- [Supplied data]:

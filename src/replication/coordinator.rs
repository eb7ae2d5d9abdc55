//! Snapshot packaging on the authority and snapshot application on
//! receivers.
//!
//! ## Receiver rules
//!
//! - A turn result whose `turn_index` is not newer than the last one applied
//!   is stale and ignored, so duplicated or reordered deliveries are harmless.
//! - A full state whose turn is behind the local turn is stale. Otherwise it
//!   replaces local state wholesale.
//! - Any snapshot with a different version is rejected.

use tracing::{debug, info, warn};

use super::snapshot::{FullStateSnapshot, TurnResultSnapshot, SNAPSHOT_VERSION};
use crate::core::MatchState;
use crate::rules::FinalScores;
use crate::turn::TurnReport;

/// What happened to a received snapshot.
#[derive(Clone, Copy, Debug, PartialEq, Eq)]
pub enum ApplyOutcome {
    /// Local state now matches the snapshot.
    Applied,
    /// Older than what is already applied; ignored.
    Stale,
    /// Incompatible version; ignored.
    Rejected,
}

/// Keeps a receiver's state in step with the authority.
#[derive(Clone, Debug, Default)]
pub struct ReplicationCoordinator {
    turn: u32,
    last_applied_turn: Option<u32>,
}

impl ReplicationCoordinator {
    /// Create a coordinator that has applied nothing.
    #[must_use]
    pub fn new() -> Self {
        Self::default()
    }

    /// Package a resolved turn for broadcast.
    #[must_use]
    pub fn turn_result(&self, state: &MatchState, report: &TurnReport) -> TurnResultSnapshot {
        TurnResultSnapshot::capture(state, report)
    }

    /// Package the full state at `turn` for a reconnecting participant.
    #[must_use]
    pub fn full_state(&self, state: &MatchState, turn: u32) -> FullStateSnapshot {
        FullStateSnapshot::capture(state, turn)
    }

    /// Final scores for the end-of-match broadcast.
    #[must_use]
    pub fn final_scores(&self, state: &MatchState) -> FinalScores {
        FinalScores::new(state.scores())
    }

    /// Apply a turn result received from the authority.
    ///
    /// Participants in the snapshot overwrite (or create) local entries.
    /// The local turn becomes the next turn, or stays on the resolved turn
    /// when it was the last one.
    pub fn apply_turn_result(
        &mut self,
        state: &mut MatchState,
        snapshot: &TurnResultSnapshot,
        total_turns: u32,
    ) -> ApplyOutcome {
        if snapshot.version != SNAPSHOT_VERSION {
            warn!(
                expected = SNAPSHOT_VERSION,
                got = snapshot.version,
                "turn result rejected: version mismatch"
            );
            return ApplyOutcome::Rejected;
        }
        if let Some(last) = self.last_applied_turn {
            if snapshot.turn_index <= last {
                debug!(turn = snapshot.turn_index, last, "stale turn result ignored");
                return ApplyOutcome::Stale;
            }
        }

        for (id, entry) in snapshot.participants.iter() {
            match state.participant_mut(id) {
                Some(participant) => entry.state.apply_to(participant),
                None => {
                    state.participants.insert(id, entry.state.restore(id));
                }
            }
        }

        let next = if snapshot.turn_index >= total_turns {
            snapshot.turn_index
        } else {
            snapshot.turn_index + 1
        };
        state.turn = next;
        self.turn = next;
        self.last_applied_turn = Some(snapshot.turn_index);
        info!(resolved = snapshot.turn_index, turn = next, "turn result applied");
        ApplyOutcome::Applied
    }

    /// Replace local state with a full snapshot.
    pub fn restore_full_state(&mut self, state: &mut MatchState, snapshot: &FullStateSnapshot) -> ApplyOutcome {
        if snapshot.version != SNAPSHOT_VERSION {
            warn!(
                expected = SNAPSHOT_VERSION,
                got = snapshot.version,
                "full state rejected: version mismatch"
            );
            return ApplyOutcome::Rejected;
        }
        if state.is_initialized() && snapshot.turn < state.turn {
            debug!(turn = snapshot.turn, local = state.turn, "stale full state ignored");
            return ApplyOutcome::Stale;
        }

        *state = snapshot.to_state();
        self.turn = snapshot.turn;
        // Everything before the snapshot's turn is already reflected
        let resolved = snapshot.turn.saturating_sub(1);
        self.last_applied_turn = Some(self.last_applied_turn.map_or(resolved, |last| last.max(resolved)));
        info!(turn = snapshot.turn, participants = state.participants.len(), "full state restored");
        ApplyOutcome::Applied
    }

    /// Local turn as last set by an applied snapshot.
    #[must_use]
    pub fn turn(&self) -> u32 {
        self.turn
    }

    /// Most recent resolved turn reflected locally.
    #[must_use]
    pub fn last_applied_turn(&self) -> Option<u32> {
        self.last_applied_turn
    }
}
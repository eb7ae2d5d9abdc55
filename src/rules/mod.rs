//! Duel rules: affordability trimming, ability interactions, and the
//! end-of-match determination.
//!
//! Everything here is pure. The turn resolver feeds it catalog data and
//! the participants' submissions and applies what comes back.

pub mod abilities;
pub mod outcome;

pub use abilities::{trim_submission, AbilityEngine, AbilityOutcome, TrimmedSubmission, GAIN_POINTS_BONUS};
pub use outcome::{FinalScores, MatchOutcome};
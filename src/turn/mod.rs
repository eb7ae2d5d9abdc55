//! Turn flow on the authority: collecting submissions, the countdown, and
//! resolving a turn exactly once.
//!
//! - `SubmissionCollector`: Who has submitted what this turn
//! - `TimerController`: Per-turn countdown, driven by external ticks
//! - `TurnResolver`: Turn lifecycle and resolution

pub mod submission;
pub mod timer;
pub mod resolver;

pub use submission::SubmissionCollector;
pub use timer::{TimerController, TimerStep};
pub use resolver::{ParticipantTurn, TurnReport, TurnResolver};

- [Exercise instructions]: Restate the listing word for word, but only from its first line through the line with "a received snapshot.", keeping both end lines.

- [Reply]:
filename src/replication/coordinator.rs
repository eb7ae2d5d9abdc55
//! Snapshot packaging on the authority and snapshot application on
//! receivers.
//!
//! ## Receiver rules
//!
//! - A turn result whose `turn_index` is not newer than the last one applied
//!   is stale and ignored, so duplicated or reordered deliveries are harmless.
//! - A full state whose turn is behind the local turn is stale. Otherwise it
//!   replaces local state wholesale.
//! - Any snapshot with a different version is rejected.

use tracing::{debug, info, warn};

use super::snapshot::{FullStateSnapshot, TurnResultSnapshot, SNAPSHOT_VERSION};
use crate::core::MatchState;
use crate::rules::FinalScores;
use crate::turn::TurnReport;

/// What happened to a received snapshot.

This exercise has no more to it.